Interestingly, the so-called Android special features are used to intercept keyboard input - features that facilitate the work with a smartphone for people with disabilities. At the same time, Svpeng refuses to work if a Russian is found in the list of keyboard layouts. Roman Unuchek, who we ate a dog on android Malvari, claims that this is a common tactic for Russian cybercriminals to avoid criminal prosecution. They say that if their child does nothing bad in Russia, then there is no crime either.

In addition to data theft, the special features of the OS help the Trojan to acquire device administrator rights, do not allow them to be taken away (you uncheck it, and it appears again). Also, Svpeng does not allow to grant administrator rights to other applications - that is, if the victim has recollected herself late and decided to install an antivirus after infection, this will not help her much.

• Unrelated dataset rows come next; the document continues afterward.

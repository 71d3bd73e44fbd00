//! Character-cell status display
//!
//! Formats a [`StatusSnapshot`] into four short text rows and hands the rows
//! that changed to a [`TextSink`] (an LCD, an OLED text renderer, a log).

use core::fmt::Write;

use heapless::String;
use kiln_core::traits::{DisplayError, StatusDisplay, StatusSnapshot};

/// Number of character rows
pub const ROWS: usize = 4;

/// Number of character columns per row
pub const ROW_WIDTH: usize = 21;

/// Character-addressed output device
pub trait TextSink {
    /// Replace the contents of `row` with `text`
    ///
    /// `text` is at most [`ROW_WIDTH`] characters.
    fn draw_row(&mut self, row: u8, text: &str) -> Result<(), DisplayError>;

    /// Push buffered content to the device
    fn flush(&mut self) -> Result<(), DisplayError> {
        Ok(())
    }
}

type Row = String<ROW_WIDTH>;

/// Four-row text rendering of the oven status
///
/// Row layout:
///
/// 0. `Temp: 25.00 C`
/// 1. profile name
/// 2. phase label
/// 3. `Time: 61/1800` while holding, `Sensor fault` when faulted
pub struct TextStatusDisplay<T> {
    sink: T,
    /// Rows currently shown on the sink
    shown: [Row; ROWS],
    /// Nothing drawn yet, first render writes every row
    fresh: bool,
}

impl<T: TextSink> TextStatusDisplay<T> {
    /// Create a new display over `sink`
    pub fn new(sink: T) -> Self {
        Self {
            sink,
            shown: core::array::from_fn(|_| String::new()),
            fresh: true,
        }
    }

    /// Text currently shown on `row`
    pub fn row(&self, row: usize) -> Option<&str> {
        self.shown.get(row).map(|s| s.as_str())
    }

    /// The underlying sink
    pub fn sink(&self) -> &T {
        &self.sink
    }

    /// Mutable access to the underlying sink
    pub fn sink_mut(&mut self) -> &mut T {
        &mut self.sink
    }

    fn format(status: &StatusSnapshot<'_>) -> Result<[Row; ROWS], DisplayError> {
        let mut rows: [Row; ROWS] = core::array::from_fn(|_| String::new());

        let temperature = match status.temperature_c {
            Some(t) => write!(rows[0], "Temp: {:.2} C", t),
            None => write!(rows[0], "Temp: --"),
        };
        temperature.map_err(|_| DisplayError::BufferOverflow)?;

        rows[1]
            .push_str(status.profile_name)
            .map_err(|_| DisplayError::BufferOverflow)?;
        rows[2]
            .push_str(status.phase_label())
            .map_err(|_| DisplayError::BufferOverflow)?;

        if status.sensor_fault {
            rows[3]
                .push_str("Sensor fault")
                .map_err(|_| DisplayError::BufferOverflow)?;
        } else if let Some(soak) = status.soak {
            write!(rows[3], "Time: {}/{}", soak.elapsed_s, soak.total_s)
                .map_err(|_| DisplayError::BufferOverflow)?;
        }

        Ok(rows)
    }
}

impl<T: TextSink> StatusDisplay for TextStatusDisplay<T> {
    fn render(&mut self, status: &StatusSnapshot<'_>) -> Result<(), DisplayError> {
        let rows = Self::format(status)?;

        let mut dirty = false;
        for (index, (row, shown)) in rows.iter().zip(self.shown.iter_mut()).enumerate() {
            if self.fresh || row.as_str() != shown.as_str() {
                self.sink.draw_row(index as u8, row)?;
                shown.clone_from(row);
                dirty = true;
            }
        }

        if dirty {
            self.sink.flush()?;
        }
        self.fresh = false;
        Ok(())
    }
}
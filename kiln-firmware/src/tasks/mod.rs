//! Embassy async tasks
//!
//! The controller is single-loop: one task owns every peripheral it drives.

pub mod control;

pub use control::{control_task, BoardOven};
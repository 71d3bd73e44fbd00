//! Hardware driver implementations
//!
//! This crate provides concrete implementations of the traits defined
//! in kiln-core on top of `embedded-hal` 1.0:
//!
//! - Thermocouple sensor (MAX6675 over SPI)
//! - Relay and indicator outputs (GPIO)
//! - Push-button input (GPIO, active low)
//! - Text status display formatting

#![no_std]
#![deny(unsafe_code)]

pub mod display;
pub mod heater;
pub mod input;
pub mod sensor;
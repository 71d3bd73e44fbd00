//! Configuration types

pub mod oven;

pub use oven::{ConfigError, OvenConfig, PREHEAT_GAINS, SOAK_GAINS};
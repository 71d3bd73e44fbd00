//! Push-button debouncer
//!
//! Turns the raw active-low switch level, sampled once per tick, into at
//! most one press event per physical press/release cycle.
//!
//! State transitions:
//! Idle (await low) -> Check (low held for the debounce time, else back to
//! Idle) -> Release (await high) -> emit ShortPress or LongPress -> Idle

/// Minimum time the line must stay low to count as a press
pub const DEFAULT_DEBOUNCE_MS: u32 = 50;

/// Hold time at which a press becomes a long press
pub const DEFAULT_LONG_PRESS_MS: u32 = 1000;

/// Debounced button events
#[derive(Debug, Clone, Copy, PartialEq, Eq, Default)]
#[cfg_attr(feature = "defmt", derive(defmt::Format))]
pub enum ButtonEvent {
    #[default]
    None,
    /// Pressed and released before the long-press time
    ShortPress,
    /// Held at least the long-press time before release
    LongPress,
}

/// Debouncer state machine states
#[derive(Debug, Clone, Copy, PartialEq, Eq)]
enum State {
    Idle,
    Check { since_ms: u32 },
    Release { since_ms: u32 },
}

/// Active-low button debouncer
#[derive(Debug, Clone)]
pub struct Debouncer {
    debounce_ms: u32,
    long_press_ms: u32,
    state: State,
}

impl Default for Debouncer {
    fn default() -> Self {
        Self::new(DEFAULT_DEBOUNCE_MS, DEFAULT_LONG_PRESS_MS)
    }
}

impl Debouncer {
    /// Create a new debouncer
    pub fn new(debounce_ms: u32, long_press_ms: u32) -> Self {
        Self {
            debounce_ms,
            long_press_ms,
            state: State::Idle,
        }
    }

    /// Feed one sample of the raw line level
    ///
    /// `is_low` is the raw level (pressed = low). Returns the event completed
    /// by this sample, if any.
    pub fn update(&mut self, is_low: bool, now_ms: u32) -> ButtonEvent {
        match self.state {
            State::Idle => {
                if is_low {
                    self.state = State::Check { since_ms: now_ms };
                }
                ButtonEvent::None
            }
            State::Check { since_ms } => {
                if !is_low {
                    // Bounce
                    self.state = State::Idle;
                } else if now_ms.wrapping_sub(since_ms) >= self.debounce_ms {
                    self.state = State::Release { since_ms };
                }
                ButtonEvent::None
            }
            State::Release { since_ms } => {
                if is_low {
                    return ButtonEvent::None;
                }

                self.state = State::Idle;
                if now_ms.wrapping_sub(since_ms) >= self.long_press_ms {
                    ButtonEvent::LongPress
                } else {
                    ButtonEvent::ShortPress
                }
            }
        }
    }

    /// Check whether a debounced press is currently held
    pub fn is_pressed(&self) -> bool {
        matches!(self.state, State::Release { .. })
    }
}
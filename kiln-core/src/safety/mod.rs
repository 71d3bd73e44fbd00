//! Safety monitoring
//!
//! Detects sensor faults that must gate the heater off.

pub mod fault;

pub use fault::{FaultFilter, FilteredReading, DEFAULT_FAULT_THRESHOLD};
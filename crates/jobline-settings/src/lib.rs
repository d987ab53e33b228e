//! # jobline-settings
//!
//! Settings are loaded from three layers (in priority order):
//! 1. **Compiled defaults**: [`JoblineSettings::default()`]
//! 2. **Settings file**: JSON, deep-merged over defaults
//! 3. **Environment variables**: highest priority
//!
//! The merged result is validated before it is returned, so every consumer
//! can rely on the cross-field constraints (lease renewal shorter than the
//! lease TTL, bounded broadcast staleness).

#![deny(unsafe_code)]

pub mod errors;
pub mod loader;
pub mod types;

pub use errors::{Result, SettingsError};
pub use loader::{apply_env_overrides, deep_merge, load_settings, load_settings_from_path};
pub use types::*;
//! `SQLite` backend.
//!
//! Uses `r2d2` connection pooling with the `r2d2_sqlite` manager; every call
//! runs on the blocking pool. Each compare-and-set and lease transition is a
//! single conditional statement, so concurrent writers through separate pooled
//! connections still observe exactly one winner.
//!
//! `SQLite` has no change feed; the broadcaster polls this backend.

use std::sync::Arc;
use std::time::Duration;

use async_trait::async_trait;
use chrono::{DateTime, Utc};
use jobline_core::{InstanceId, SessionId};
use r2d2::Pool;
use r2d2_sqlite::SqliteConnectionManager;
use rusqlite::{params, Connection, OptionalExtension};

use super::{LeaseBackend, RecordBackend, StoredLease, StoredRecord};
use crate::errors::Result;

type ConnectionPool = Pool<SqliteConnectionManager>;

/// Source of "now" in unix milliseconds. Expiry columns are compared against
/// it, so tests can substitute a manual clock.
pub type SqliteClock = Arc<dyn Fn() -> i64 + Send + Sync>;

const BUSY_TIMEOUT_MS: u32 = 5_000;

const SCHEMA: &str = "
CREATE TABLE IF NOT EXISTS sessions (
    id            TEXT PRIMARY KEY,
    version       INTEGER NOT NULL,
    body          TEXT NOT NULL,
    touched_at_ms INTEGER,
    expires_at_ms INTEGER NOT NULL
);
CREATE TABLE IF NOT EXISTS active_sessions (
    id TEXT PRIMARY KEY
);
CREATE TABLE IF NOT EXISTS leases (
    session_id    TEXT PRIMARY KEY,
    holder        TEXT NOT NULL,
    expires_at_ms INTEGER NOT NULL
);
CREATE INDEX IF NOT EXISTS idx_sessions_expiry ON sessions(expires_at_ms);
";

/// Pragmas applied to each new pooled connection.
#[derive(Debug)]
struct PragmaCustomizer {
    busy_timeout_ms: u32,
}

impl r2d2::CustomizeConnection<Connection, rusqlite::Error> for PragmaCustomizer {
    fn on_acquire(&self, conn: &mut Connection) -> std::result::Result<(), rusqlite::Error> {
        conn.execute_batch(&format!(
            "PRAGMA journal_mode = WAL;\
             PRAGMA busy_timeout = {};\
             PRAGMA synchronous = NORMAL;",
            self.busy_timeout_ms
        ))
    }
}

pub struct SqliteBackend {
    pool: ConnectionPool,
    clock: SqliteClock,
}

impl SqliteBackend {
    /// Open (creating if needed) the database at `path`. Blocking.
    pub fn open(path: &str, pool_size: u32) -> Result<Self> {
        let manager = SqliteConnectionManager::file(path);
        let pool = Pool::builder()
            .max_size(pool_size.max(1))
            .connection_timeout(Duration::from_secs(5))
            .connection_customizer(Box::new(PragmaCustomizer {
                busy_timeout_ms: BUSY_TIMEOUT_MS,
            }))
            .build(manager)?;
        pool.get()?.execute_batch(SCHEMA)?;
        tracing::debug!(path, pool_size, "sqlite store opened");
        Ok(Self {
            pool,
            clock: Arc::new(|| Utc::now().timestamp_millis()),
        })
    }

    #[must_use]
    pub fn with_clock(mut self, clock: SqliteClock) -> Self {
        self.clock = clock;
        self
    }

    async fn run<T, F>(&self, f: F) -> Result<T>
    where
        T: Send + 'static,
        F: FnOnce(&mut Connection, i64) -> Result<T> + Send + 'static,
    {
        let pool = self.pool.clone();
        let now = (self.clock)();
        tokio::task::spawn_blocking(move || {
            let mut conn = pool.get()?;
            f(&mut conn, now)
        })
        .await?
    }
}

fn ttl_ms(ttl: Duration) -> i64 {
    i64::try_from(ttl.as_millis()).unwrap_or(i64::MAX)
}

fn to_sql_version(version: u64) -> i64 {
    i64::try_from(version).unwrap_or(i64::MAX)
}

fn from_sql_version(version: i64) -> u64 {
    u64::try_from(version).unwrap_or(0)
}

#[async_trait]
impl RecordBackend for SqliteBackend {
    async fn load(&self, id: &SessionId) -> Result<Option<StoredRecord>> {
        let id = id.to_string();
        self.run(move |conn, now| {
            let row = conn
                .query_row(
                    "SELECT version, body, touched_at_ms FROM sessions
                     WHERE id = ?1 AND expires_at_ms > ?2",
                    params![id, now],
                    |row| {
                        Ok(StoredRecord {
                            version: from_sql_version(row.get(0)?),
                            body: row.get(1)?,
                            touched_at_ms: row.get(2)?,
                        })
                    },
                )
                .optional()?;
            Ok(row)
        })
        .await
    }

    async fn insert_new(&self, id: &SessionId, body: &str, ttl: Duration) -> Result<bool> {
        let (id, body) = (id.to_string(), body.to_owned());
        self.run(move |conn, now| {
            let tx = conn.transaction()?;
            let inserted = tx.execute(
                "INSERT INTO sessions (id, version, body, touched_at_ms, expires_at_ms)
                 VALUES (?1, 1, ?2, NULL, ?3)
                 ON CONFLICT(id) DO UPDATE SET
                    version = 1,
                    body = excluded.body,
                    touched_at_ms = NULL,
                    expires_at_ms = excluded.expires_at_ms
                 WHERE sessions.expires_at_ms <= ?4",
                params![id, body, now.saturating_add(ttl_ms(ttl)), now],
            )? == 1;
            if inserted {
                let _ = tx.execute(
                    "INSERT OR IGNORE INTO active_sessions (id) VALUES (?1)",
                    params![id],
                )?;
            }
            tx.commit()?;
            Ok(inserted)
        })
        .await
    }

    async fn compare_and_swap(
        &self,
        id: &SessionId,
        expected: u64,
        body: &str,
        ttl: Duration,
    ) -> Result<Option<u64>> {
        let (id, body) = (id.to_string(), body.to_owned());
        self.run(move |conn, now| {
            let changed = conn.execute(
                "UPDATE sessions
                 SET version = version + 1, body = ?1, touched_at_ms = NULL, expires_at_ms = ?2
                 WHERE id = ?3 AND version = ?4 AND expires_at_ms > ?5",
                params![
                    body,
                    now.saturating_add(ttl_ms(ttl)),
                    id,
                    to_sql_version(expected),
                    now
                ],
            )?;
            Ok((changed == 1).then_some(expected + 1))
        })
        .await
    }

    async fn touch(&self, id: &SessionId, now_ms: i64, ttl: Duration) -> Result<bool> {
        let id = id.to_string();
        self.run(move |conn, now| {
            let changed = conn.execute(
                "UPDATE sessions SET touched_at_ms = ?1, expires_at_ms = ?2
                 WHERE id = ?3 AND expires_at_ms > ?4",
                params![now_ms, now.saturating_add(ttl_ms(ttl)), id, now],
            )?;
            Ok(changed == 1)
        })
        .await
    }

    async fn remove(&self, id: &SessionId) -> Result<()> {
        let id = id.to_string();
        self.run(move |conn, _| {
            let tx = conn.transaction()?;
            let _ = tx.execute("DELETE FROM sessions WHERE id = ?1", params![id])?;
            let _ = tx.execute("DELETE FROM active_sessions WHERE id = ?1", params![id])?;
            tx.commit()?;
            Ok(())
        })
        .await
    }

    async fn index_members(&self) -> Result<Vec<SessionId>> {
        self.run(|conn, _| {
            let mut stmt = conn.prepare("SELECT id FROM active_sessions ORDER BY id")?;
            let ids = stmt
                .query_map([], |row| row.get::<_, String>(0))?
                .map(|r| r.map(SessionId::from_raw))
                .collect::<rusqlite::Result<Vec<_>>>()?;
            Ok(ids)
        })
        .await
    }

    async fn index_remove(&self, ids: &[SessionId]) -> Result<usize> {
        let ids: Vec<String> = ids.iter().map(ToString::to_string).collect();
        self.run(move |conn, _| {
            let tx = conn.transaction()?;
            let mut removed = 0;
            for id in &ids {
                removed += tx.execute("DELETE FROM active_sessions WHERE id = ?1", params![id])?;
            }
            tx.commit()?;
            Ok(removed)
        })
        .await
    }

    async fn purge_expired(&self) -> Result<usize> {
        self.run(|conn, now| {
            Ok(conn.execute(
                "DELETE FROM sessions WHERE expires_at_ms <= ?1",
                params![now],
            )?)
        })
        .await
    }
}

#[async_trait]
impl LeaseBackend for SqliteBackend {
    async fn try_acquire(&self, session: &SessionId, holder: &InstanceId, ttl: Duration) -> Result<bool> {
        let (session, holder) = (session.to_string(), holder.to_string());
        self.run(move |conn, now| {
            let changed = conn.execute(
                "INSERT INTO leases (session_id, holder, expires_at_ms) VALUES (?1, ?2, ?3)
                 ON CONFLICT(session_id) DO UPDATE SET
                    holder = excluded.holder,
                    expires_at_ms = excluded.expires_at_ms
                 WHERE leases.expires_at_ms <= ?4",
                params![session, holder, now.saturating_add(ttl_ms(ttl)), now],
            )?;
            Ok(changed == 1)
        })
        .await
    }

    async fn renew(&self, session: &SessionId, holder: &InstanceId, ttl: Duration) -> Result<bool> {
        let (session, holder) = (session.to_string(), holder.to_string());
        self.run(move |conn, now| {
            let changed = conn.execute(
                "UPDATE leases SET expires_at_ms = ?1
                 WHERE session_id = ?2 AND holder = ?3 AND expires_at_ms > ?4",
                params![now.saturating_add(ttl_ms(ttl)), session, holder, now],
            )?;
            Ok(changed == 1)
        })
        .await
    }

    async fn release(&self, session: &SessionId, holder: &InstanceId) -> Result<bool> {
        let (session, holder) = (session.to_string(), holder.to_string());
        self.run(move |conn, _| {
            let changed = conn.execute(
                "DELETE FROM leases WHERE session_id = ?1 AND holder = ?2",
                params![session, holder],
            )?;
            Ok(changed == 1)
        })
        .await
    }

    async fn current(&self, session: &SessionId) -> Result<Option<StoredLease>> {
        let session = session.to_string();
        self.run(move |conn, now| {
            let row: Option<(String, i64)> = conn
                .query_row(
                    "SELECT holder, expires_at_ms FROM leases
                     WHERE session_id = ?1 AND expires_at_ms > ?2",
                    params![session, now],
                    |row| Ok((row.get(0)?, row.get(1)?)),
                )
                .optional()?;
            Ok(row.map(|(holder, expires_ms)| StoredLease {
                holder: InstanceId::from_raw(holder),
                expires_at: DateTime::<Utc>::from_timestamp_millis(expires_ms).unwrap_or_default(),
            }))
        })
        .await
    }

    async fn purge_expired(&self) -> Result<usize> {
        self.run(|conn, now| {
            Ok(conn.execute(
                "DELETE FROM leases WHERE expires_at_ms <= ?1",
                params![now],
            )?)
        })
        .await
    }
}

This rubbish spreads through infected sites under the guise of a fake flash player and works up to the latest version of Android inclusive. Better not to put, even if the site will promise you sooo hot flash-video.

Cisco has released patches for 15 vulnerabilities.

News Cisco is one of the vendors who are actively involved in the security of their own and a few other products. This in itself is commendable and useful for the industry, but in the case of this remarkable company, the popularity of its decisions plays a cruel joke with it. Once Tsisk is at all, everyone is interested in breaking it.

This time, the company paid more than a dozen products at a time. Two of the closed vulnerabilities can cause serious pain in the admin. DOS-vulnerability to VDS (a piece of hardware that supports virtual infrastructure for video broadcasting) allows, as you might guess, to bring down this very VDS by sending a lot of traffic to it. The tactics are clear, nothing clever, but in general the device should not reload in such conditions. After the patch and will not, if you believe Cisco.

The second car suffered ISE, the access control system to the corporate network. It's about just getting the rights of superadmin free then. The essence of the problem is that the system incorrectly processes external requests for authorization and confuses policies for external and internal users. An attacker can break into the network from the outside with the name of an external user that matches the name of the internal user and get his access rights.

Another, difficult to exploit, but potentially tasty bug, allows you to change some parameters in the local connection state database (LSA) of the Cisco router. An attacker sends specially designed OSPF LSA type 1 packets, thus changing the routing table, and potentially intercepting or fading traffic over some connections. It all works for devices with OSPF protocol support and does not work with the FSPF protocol.

Antiquities

"Softpanorama"

Very dangerous resident virus. Standard affects COM and EXE files when accessing them. EXE files are translated to a COM format (see “VACSINA” virus). It appears as follows: erases sectors with random numbers, calls int 5 (screen print). It contains text strings: “comexe”, “Enola Gay is now flying to SoftPanorama!”, “Command”. Intercepts int 8, 21h

Quote from the book "Computer viruses in MS-DOS" Eugene Kaspersky. 1992 Page 83.

Disclaimer: This column reflects only the personal opinion of its author. It may coincide with the position of Kaspersky Lab, or it may not coincide. Then how lucky.